**INSTRUCTIONS TO FOLLOW**
Below are the entries; give again exactly the lines from the one mentioning "arch::rounding_mode()" through the one mentioning "is a finite", inclusive.

Stored items:
=====

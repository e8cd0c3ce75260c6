//! Rounding-mode context and mode-aware rounding of exact values.

use num_bigint::{BigInt, BigUint};
use num_traits::{One, Signed, ToPrimitive, Zero};

use super::arch;

/// IEEE-754 rounding-direction attribute of the calling thread.
#[derive(Clone, Copy, Debug, Default, PartialEq, Eq, Hash)]
pub enum RoundingMode {
    #[default]
    Nearest,
    Down,
    Up,
    TowardZero,
}

impl RoundingMode {
    /// Samples the floating-point control register. Functions call this once
    /// and use the result for the whole evaluation.
    #[inline]
    pub fn current() -> Self {
        arch::rounding_mode()
    }

    /// Whether rounding a magnitude with sign `neg` moves it away from zero.
    #[inline]
    fn away_from_zero(self, neg: bool) -> bool {
        matches!((self, neg), (RoundingMode::Up, false) | (RoundingMode::Down, true))
    }

    /// Result of an overflowing computation with sign `neg`.
    pub(crate) fn overflow(self, neg: bool) -> f64 {
        let mag = if self == RoundingMode::Nearest || self.away_from_zero(neg) {
            f64::INFINITY
        } else {
            f64::MAX
        };
        if neg { -mag } else { mag }
    }

    /// Result of a nonzero computation too small for the smallest subnormal.
    pub(crate) fn underflow(self, neg: bool) -> f64 {
        let mag = if self.away_from_zero(neg) {
            f64::from_bits(1)
        } else {
            0.0
        };
        if neg { -mag } else { mag }
    }

    /// Rounds `hi + lo` where `hi` is a finite nonzero double and `lo` is
    /// smaller than half an ulp of `hi`; only the sign of `lo` matters.
    pub(crate) fn resolve(self, hi: f64, lo: f64) -> f64 {
        if lo == 0.0 {
            return hi;
        }
        match self {
            RoundingMode::Nearest => hi,
            RoundingMode::Up if lo > 0.0 => hi.next_up(),
            RoundingMode::Down if lo < 0.0 => hi.next_down(),
            RoundingMode::TowardZero if (lo < 0.0) != (hi < 0.0) => {
                if hi > 0.0 {
                    hi.next_down()
                } else {
                    hi.next_up()
                }
            }
            _ => hi,
        }
    }

    /// Rounds the exact value `v · 2^(scale - frac)` to a double, including
    /// gradual underflow and overflow.
    pub(crate) fn round_fixed(self, v: &BigInt, frac: u64, scale: i64) -> f64 {
        let neg = v.is_negative();
        let mag = v.magnitude();
        if mag.is_zero() {
            return 0.0;
        }
        let unit = scale - frac as i64;
        let top = unit + mag.bits() as i64 - 1;
        if top > 1023 {
            return self.overflow(neg);
        }
        // weight of the last kept bit
        let keep = (top - 52).max(-1074);
        let drop = keep - unit;
        let q = if drop <= 0 {
            (mag << (-drop) as u64).to_u64().unwrap_or(0)
        } else {
            let d = drop as u64;
            let q = (mag >> d).to_u64().unwrap_or(0);
            let rem = mag - (BigUint::from(q) << d);
            if rem.is_zero() {
                q
            } else {
                let half = BigUint::one() << (d - 1);
                let up = match self {
                    RoundingMode::Nearest => rem > half || (rem == half && q & 1 == 1),
                    _ => self.away_from_zero(neg),
                };
                if up { q + 1 } else { q }
            }
        };
        let bits = (((keep + 1074) as u64) << 52) + q;
        if bits >= 0x7ff0_0000_0000_0000 {
            return self.overflow(neg);
        }
        let r = f64::from_bits(bits);
        if neg { -r } else { r }
    }
}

=====

**OUTPUT OF THE TASK**
        arch::rounding_mode()
    }

    /// Whether rounding a magnitude with sign `neg` moves it away from zero.
    #[inline]
    fn away_from_zero(self, neg: bool) -> bool {
        matches!((self, neg), (RoundingMode::Up, false) | (RoundingMode::Down, true))
    }

    /// Result of an overflowing computation with sign `neg`.
    pub(crate) fn overflow(self, neg: bool) -> f64 {
        let mag = if self == RoundingMode::Nearest || self.away_from_zero(neg) {
            f64::INFINITY
        } else {
            f64::MAX
        };
        if neg { -mag } else { mag }
    }

    /// Result of a nonzero computation too small for the smallest subnormal.
    pub(crate) fn underflow(self, neg: bool) -> f64 {
        let mag = if self.away_from_zero(neg) {
            f64::from_bits(1)
        } else {
            0.0
        };
        if neg { -mag } else { mag }
    }

    /// Rounds `hi + lo` where `hi` is a finite nonzero double and `lo` is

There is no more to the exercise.